→ Task:
Within the records, how many lines hold the word "assigned"? State that number alone.
BEGIN Supplied data
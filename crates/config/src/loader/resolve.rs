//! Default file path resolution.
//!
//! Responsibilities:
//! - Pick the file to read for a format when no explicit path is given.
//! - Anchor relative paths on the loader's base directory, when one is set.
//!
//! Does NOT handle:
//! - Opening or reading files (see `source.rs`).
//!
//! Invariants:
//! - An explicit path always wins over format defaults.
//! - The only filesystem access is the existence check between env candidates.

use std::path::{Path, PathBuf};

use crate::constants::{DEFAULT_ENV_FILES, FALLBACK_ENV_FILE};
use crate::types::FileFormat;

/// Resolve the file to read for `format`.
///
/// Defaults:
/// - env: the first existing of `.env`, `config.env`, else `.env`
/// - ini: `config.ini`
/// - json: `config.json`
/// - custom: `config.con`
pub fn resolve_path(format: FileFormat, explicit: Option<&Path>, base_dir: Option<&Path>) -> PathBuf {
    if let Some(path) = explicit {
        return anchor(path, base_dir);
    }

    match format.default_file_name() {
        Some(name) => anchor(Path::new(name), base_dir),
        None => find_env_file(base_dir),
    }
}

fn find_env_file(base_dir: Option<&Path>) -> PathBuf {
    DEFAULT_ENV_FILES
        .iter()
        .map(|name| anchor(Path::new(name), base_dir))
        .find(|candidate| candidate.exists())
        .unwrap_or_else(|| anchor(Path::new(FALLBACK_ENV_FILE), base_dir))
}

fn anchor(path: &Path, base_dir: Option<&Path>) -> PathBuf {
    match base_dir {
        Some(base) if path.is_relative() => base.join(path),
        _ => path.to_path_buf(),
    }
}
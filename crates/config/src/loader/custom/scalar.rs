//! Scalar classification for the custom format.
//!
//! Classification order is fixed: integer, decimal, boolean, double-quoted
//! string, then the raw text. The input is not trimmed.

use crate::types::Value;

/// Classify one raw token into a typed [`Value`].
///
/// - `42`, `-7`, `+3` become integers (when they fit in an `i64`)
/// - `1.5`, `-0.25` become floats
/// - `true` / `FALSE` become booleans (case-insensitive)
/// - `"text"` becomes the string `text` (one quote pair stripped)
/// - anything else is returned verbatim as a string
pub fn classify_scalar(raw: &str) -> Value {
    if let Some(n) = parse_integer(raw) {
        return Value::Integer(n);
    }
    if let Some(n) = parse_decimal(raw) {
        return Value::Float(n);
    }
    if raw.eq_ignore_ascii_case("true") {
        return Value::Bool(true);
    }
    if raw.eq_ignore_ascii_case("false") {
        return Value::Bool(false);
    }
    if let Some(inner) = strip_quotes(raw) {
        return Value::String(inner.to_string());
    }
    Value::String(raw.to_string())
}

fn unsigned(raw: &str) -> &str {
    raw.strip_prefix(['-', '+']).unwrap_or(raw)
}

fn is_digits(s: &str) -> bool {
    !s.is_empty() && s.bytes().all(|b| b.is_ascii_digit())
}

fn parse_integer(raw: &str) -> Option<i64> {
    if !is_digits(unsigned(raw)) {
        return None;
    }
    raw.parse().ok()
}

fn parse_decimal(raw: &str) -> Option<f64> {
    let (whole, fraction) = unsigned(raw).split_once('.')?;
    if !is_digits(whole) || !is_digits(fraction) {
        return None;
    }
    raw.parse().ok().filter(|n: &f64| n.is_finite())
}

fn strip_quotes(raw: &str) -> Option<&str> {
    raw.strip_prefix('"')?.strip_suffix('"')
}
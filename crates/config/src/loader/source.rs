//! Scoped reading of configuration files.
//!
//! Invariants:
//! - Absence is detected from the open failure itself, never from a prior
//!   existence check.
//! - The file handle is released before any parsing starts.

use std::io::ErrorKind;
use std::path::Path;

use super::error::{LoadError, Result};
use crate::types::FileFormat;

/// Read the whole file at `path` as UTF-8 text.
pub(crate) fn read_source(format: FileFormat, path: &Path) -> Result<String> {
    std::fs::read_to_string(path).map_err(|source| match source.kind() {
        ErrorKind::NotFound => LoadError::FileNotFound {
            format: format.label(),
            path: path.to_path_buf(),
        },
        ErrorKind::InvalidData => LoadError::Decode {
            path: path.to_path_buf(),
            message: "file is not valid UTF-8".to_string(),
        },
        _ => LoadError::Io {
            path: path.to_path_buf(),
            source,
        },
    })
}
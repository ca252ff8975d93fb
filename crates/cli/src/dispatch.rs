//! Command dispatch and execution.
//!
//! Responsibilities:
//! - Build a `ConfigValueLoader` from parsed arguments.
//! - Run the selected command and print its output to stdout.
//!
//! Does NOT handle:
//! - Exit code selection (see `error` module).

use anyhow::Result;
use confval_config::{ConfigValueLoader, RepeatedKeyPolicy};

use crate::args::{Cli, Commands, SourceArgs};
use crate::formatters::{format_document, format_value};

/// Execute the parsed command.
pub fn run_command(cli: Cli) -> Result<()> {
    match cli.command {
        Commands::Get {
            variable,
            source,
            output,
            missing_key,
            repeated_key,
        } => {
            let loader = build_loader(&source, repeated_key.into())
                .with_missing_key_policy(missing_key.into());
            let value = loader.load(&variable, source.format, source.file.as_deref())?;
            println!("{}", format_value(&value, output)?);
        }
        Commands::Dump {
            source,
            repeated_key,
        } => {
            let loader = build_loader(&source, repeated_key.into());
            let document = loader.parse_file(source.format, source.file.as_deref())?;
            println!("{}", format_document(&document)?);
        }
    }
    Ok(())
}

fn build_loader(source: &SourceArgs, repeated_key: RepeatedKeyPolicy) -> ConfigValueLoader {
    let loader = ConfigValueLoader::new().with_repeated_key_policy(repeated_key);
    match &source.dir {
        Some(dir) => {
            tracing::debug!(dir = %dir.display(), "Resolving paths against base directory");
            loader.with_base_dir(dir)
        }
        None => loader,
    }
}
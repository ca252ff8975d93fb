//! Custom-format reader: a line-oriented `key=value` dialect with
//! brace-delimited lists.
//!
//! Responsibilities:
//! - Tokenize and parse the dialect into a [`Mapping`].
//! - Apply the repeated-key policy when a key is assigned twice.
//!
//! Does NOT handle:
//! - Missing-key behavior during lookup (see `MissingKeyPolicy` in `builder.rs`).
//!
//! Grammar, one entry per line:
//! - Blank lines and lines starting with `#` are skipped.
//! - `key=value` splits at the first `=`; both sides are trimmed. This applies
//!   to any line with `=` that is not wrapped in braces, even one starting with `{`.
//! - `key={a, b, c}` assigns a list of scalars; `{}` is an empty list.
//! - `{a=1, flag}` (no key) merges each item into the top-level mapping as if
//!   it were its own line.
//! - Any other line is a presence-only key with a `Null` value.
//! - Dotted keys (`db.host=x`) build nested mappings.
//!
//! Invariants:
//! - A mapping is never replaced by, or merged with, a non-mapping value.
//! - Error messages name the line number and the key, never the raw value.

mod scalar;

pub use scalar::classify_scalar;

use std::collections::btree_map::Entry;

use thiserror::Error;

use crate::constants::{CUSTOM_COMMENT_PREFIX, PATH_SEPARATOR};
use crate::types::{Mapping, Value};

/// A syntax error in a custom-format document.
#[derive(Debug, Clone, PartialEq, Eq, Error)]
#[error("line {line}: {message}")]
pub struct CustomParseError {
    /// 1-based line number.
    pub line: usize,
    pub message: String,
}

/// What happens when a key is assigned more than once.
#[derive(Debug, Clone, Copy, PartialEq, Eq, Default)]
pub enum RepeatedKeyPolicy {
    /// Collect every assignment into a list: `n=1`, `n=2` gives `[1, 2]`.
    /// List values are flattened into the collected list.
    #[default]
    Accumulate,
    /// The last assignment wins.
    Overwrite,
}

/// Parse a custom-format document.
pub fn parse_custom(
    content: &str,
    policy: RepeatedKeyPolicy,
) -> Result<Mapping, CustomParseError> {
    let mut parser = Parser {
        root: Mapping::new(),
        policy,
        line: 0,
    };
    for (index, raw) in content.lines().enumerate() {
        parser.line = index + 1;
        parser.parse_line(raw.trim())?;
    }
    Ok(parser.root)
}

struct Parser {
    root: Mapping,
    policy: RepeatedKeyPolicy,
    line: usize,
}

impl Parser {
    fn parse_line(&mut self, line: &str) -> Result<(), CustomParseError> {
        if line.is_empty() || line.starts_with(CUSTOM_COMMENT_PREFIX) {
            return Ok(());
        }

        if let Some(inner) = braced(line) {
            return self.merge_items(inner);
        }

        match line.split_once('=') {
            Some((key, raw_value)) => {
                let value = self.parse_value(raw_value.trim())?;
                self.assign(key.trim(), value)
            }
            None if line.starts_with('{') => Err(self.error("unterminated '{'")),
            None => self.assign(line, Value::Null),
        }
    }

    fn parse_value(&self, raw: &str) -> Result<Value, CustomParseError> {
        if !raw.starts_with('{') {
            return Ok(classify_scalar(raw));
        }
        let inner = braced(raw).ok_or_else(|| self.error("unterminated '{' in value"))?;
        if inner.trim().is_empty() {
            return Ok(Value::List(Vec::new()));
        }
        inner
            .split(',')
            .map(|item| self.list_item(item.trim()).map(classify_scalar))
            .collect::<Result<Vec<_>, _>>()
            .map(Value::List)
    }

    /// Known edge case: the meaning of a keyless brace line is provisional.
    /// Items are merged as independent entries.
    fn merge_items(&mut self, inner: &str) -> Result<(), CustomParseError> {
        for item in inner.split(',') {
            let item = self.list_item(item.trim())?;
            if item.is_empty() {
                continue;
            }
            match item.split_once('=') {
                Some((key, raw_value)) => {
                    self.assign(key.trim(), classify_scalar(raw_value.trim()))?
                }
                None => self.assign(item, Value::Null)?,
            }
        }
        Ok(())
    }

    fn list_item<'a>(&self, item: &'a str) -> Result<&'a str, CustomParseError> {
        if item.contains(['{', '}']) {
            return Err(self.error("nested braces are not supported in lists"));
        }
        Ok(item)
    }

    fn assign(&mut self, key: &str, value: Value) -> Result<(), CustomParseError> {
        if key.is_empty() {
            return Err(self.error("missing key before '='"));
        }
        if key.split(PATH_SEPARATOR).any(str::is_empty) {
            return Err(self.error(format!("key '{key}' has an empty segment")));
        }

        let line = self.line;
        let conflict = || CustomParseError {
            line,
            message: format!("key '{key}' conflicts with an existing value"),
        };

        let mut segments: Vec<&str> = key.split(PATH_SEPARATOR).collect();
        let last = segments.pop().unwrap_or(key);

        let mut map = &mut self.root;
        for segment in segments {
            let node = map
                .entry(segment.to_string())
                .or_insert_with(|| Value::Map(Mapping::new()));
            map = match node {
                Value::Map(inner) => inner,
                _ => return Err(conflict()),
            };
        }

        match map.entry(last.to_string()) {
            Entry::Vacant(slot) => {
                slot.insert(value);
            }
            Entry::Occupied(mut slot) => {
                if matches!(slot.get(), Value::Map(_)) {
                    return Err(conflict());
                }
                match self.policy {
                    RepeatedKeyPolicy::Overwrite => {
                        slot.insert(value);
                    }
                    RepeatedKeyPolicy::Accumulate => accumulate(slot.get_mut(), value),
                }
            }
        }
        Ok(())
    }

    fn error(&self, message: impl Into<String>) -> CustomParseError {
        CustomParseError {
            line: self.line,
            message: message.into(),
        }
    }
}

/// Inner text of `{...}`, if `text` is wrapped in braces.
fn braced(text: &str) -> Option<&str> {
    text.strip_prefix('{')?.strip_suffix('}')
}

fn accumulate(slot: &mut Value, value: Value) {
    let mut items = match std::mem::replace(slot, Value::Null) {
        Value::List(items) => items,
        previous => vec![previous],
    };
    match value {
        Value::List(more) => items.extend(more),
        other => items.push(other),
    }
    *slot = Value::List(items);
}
END Supplied data
→ Solved exercise:
2